Given information Start Marker

//! The boundary contract: a fault inside any entry point never propagates to
//! the transport-read loop. The call returns normally and a report records
//! the dropped event.

use gwk_dispatch::testkit::{exec_report, TestHarness};
use gwk_events::DepthDelta;

#[test]
fn scenario_unknown_depth_operation_code_is_contained() {
    let h = TestHarness::new();

    h.dispatcher.update_market_depth(&DepthDelta {
        ticker_id: 7,
        position: 0,
        operation: 42, // not insert/update/delete
        side: 1,
        price: 100.0,
        size: 10,
    });

    assert!(h.reporter.contains("unknown depth operation code: 42"));
    assert!(
        h.state.book_snapshot(7).is_none(),
        "a rejected delta must not create or mutate a book"
    );
}

#[test]
fn scenario_unknown_depth_side_code_is_contained() {
    let h = TestHarness::new();
    h.dispatcher.update_market_depth(&DepthDelta {
        ticker_id: 7,
        position: 0,
        operation: 0,
        side: 5,
        price: 100.0,
        size: 10,
    });
    assert!(h.reporter.contains("unknown depth side code: 5"));
}

#[test]
fn scenario_out_of_range_depth_position_is_contained() {
    let h = TestHarness::new();
    // Update on an empty ladder.
    h.dispatcher.update_market_depth(&DepthDelta {
        ticker_id: 7,
        position: 3,
        operation: 1,
        side: 1,
        price: 100.0,
        size: 10,
    });
    assert!(h.reporter.contains("position 3"));
}

#[test]
fn scenario_non_finite_execution_price_is_contained() {
    let h = TestHarness::new();
    let strategy = h.register_strategy("momentum", 101);
    h.track_order(10, strategy, 100);

    h.dispatcher.exec_details(&exec_report(10, "e1", 100, f64::NAN));

    assert!(h.reporter.contains("non-finite"));
    // The event was dropped before touching the registry.
    assert!(h.state.orders.contains(10));
    assert_eq!(h.state.orders.snapshot()[0].filled_qty(), 0);
}

#[test]
fn scenario_every_entry_point_survives_a_hostile_event() {
    let h = TestHarness::new();

    // None of these may panic or propagate; most should leave a report.
    h.dispatcher.error(i64::MIN, 317, "reset for nobody");
    h.dispatcher.update_market_depth(&DepthDelta {
        ticker_id: -5,
        position: usize::MAX,
        operation: -1,
        side: -1,
        price: f64::INFINITY,
        size: i64::MIN,
    });
    h.dispatcher.exec_details(&exec_report(0, "", 0, f64::NAN));
    h.dispatcher.tick_size(-5, i32::MAX, i64::MIN);
    h.dispatcher.update_account_value("", "", "", "");
    h.dispatcher.error_message("");
    h.dispatcher.next_valid_id(i64::MIN);

    assert!(
        !h.reporter.lines().is_empty(),
        "contained faults must be visible in the report stream"
    );
}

Given information End Marker

**Instructions for the task**
Copy the entries exactly, leaving no line out.

**Worked solution**
//! The boundary contract: a fault inside any entry point never propagates to
//! the transport-read loop. The call returns normally and a report records
//! the dropped event.

use gwk_dispatch::testkit::{exec_report, TestHarness};
use gwk_events::DepthDelta;

#[test]
fn scenario_unknown_depth_operation_code_is_contained() {
    let h = TestHarness::new();

    h.dispatcher.update_market_depth(&DepthDelta {
        ticker_id: 7,
        position: 0,
        operation: 42, // not insert/update/delete
        side: 1,
        price: 100.0,
        size: 10,
    });

    assert!(h.reporter.contains("unknown depth operation code: 42"));
    assert!(
        h.state.book_snapshot(7).is_none(),
        "a rejected delta must not create or mutate a book"
    );
}

#[test]
fn scenario_unknown_depth_side_code_is_contained() {
    let h = TestHarness::new();
    h.dispatcher.update_market_depth(&DepthDelta {
        ticker_id: 7,
        position: 0,
        operation: 0,
        side: 5,
        price: 100.0,
        size: 10,
    });
    assert!(h.reporter.contains("unknown depth side code: 5"));
}

#[test]
fn scenario_out_of_range_depth_position_is_contained() {
    let h = TestHarness::new();
    // Update on an empty ladder.
    h.dispatcher.update_market_depth(&DepthDelta {
        ticker_id: 7,
        position: 3,
        operation: 1,
        side: 1,
        price: 100.0,
        size: 10,
    });
    assert!(h.reporter.contains("position 3"));
}

#[test]
fn scenario_non_finite_execution_price_is_contained() {
    let h = TestHarness::new();
    let strategy = h.register_strategy("momentum", 101);
    h.track_order(10, strategy, 100);

    h.dispatcher.exec_details(&exec_report(10, "e1", 100, f64::NAN));

    assert!(h.reporter.contains("non-finite"));
    // The event was dropped before touching the registry.
    assert!(h.state.orders.contains(10));
    assert_eq!(h.state.orders.snapshot()[0].filled_qty(), 0);
}

#[test]
fn scenario_every_entry_point_survives_a_hostile_event() {
    let h = TestHarness::new();

    // None of these may panic or propagate; most should leave a report.
    h.dispatcher.error(i64::MIN, 317, "reset for nobody");
    h.dispatcher.update_market_depth(&DepthDelta {
        ticker_id: -5,
        position: usize::MAX,
        operation: -1,
        side: -1,
        price: f64::INFINITY,
        size: i64::MIN,
    });
    h.dispatcher.exec_details(&exec_report(0, "", 0, f64::NAN));
    h.dispatcher.tick_size(-5, i32::MAX, i64::MIN);
    h.dispatcher.update_account_value("", "", "", "");
    h.dispatcher.error_message("");
    h.dispatcher.next_valid_id(i64::MIN);

    assert!(
        !h.reporter.lines().is_empty(),
        "contained faults must be visible in the report stream"
    );
}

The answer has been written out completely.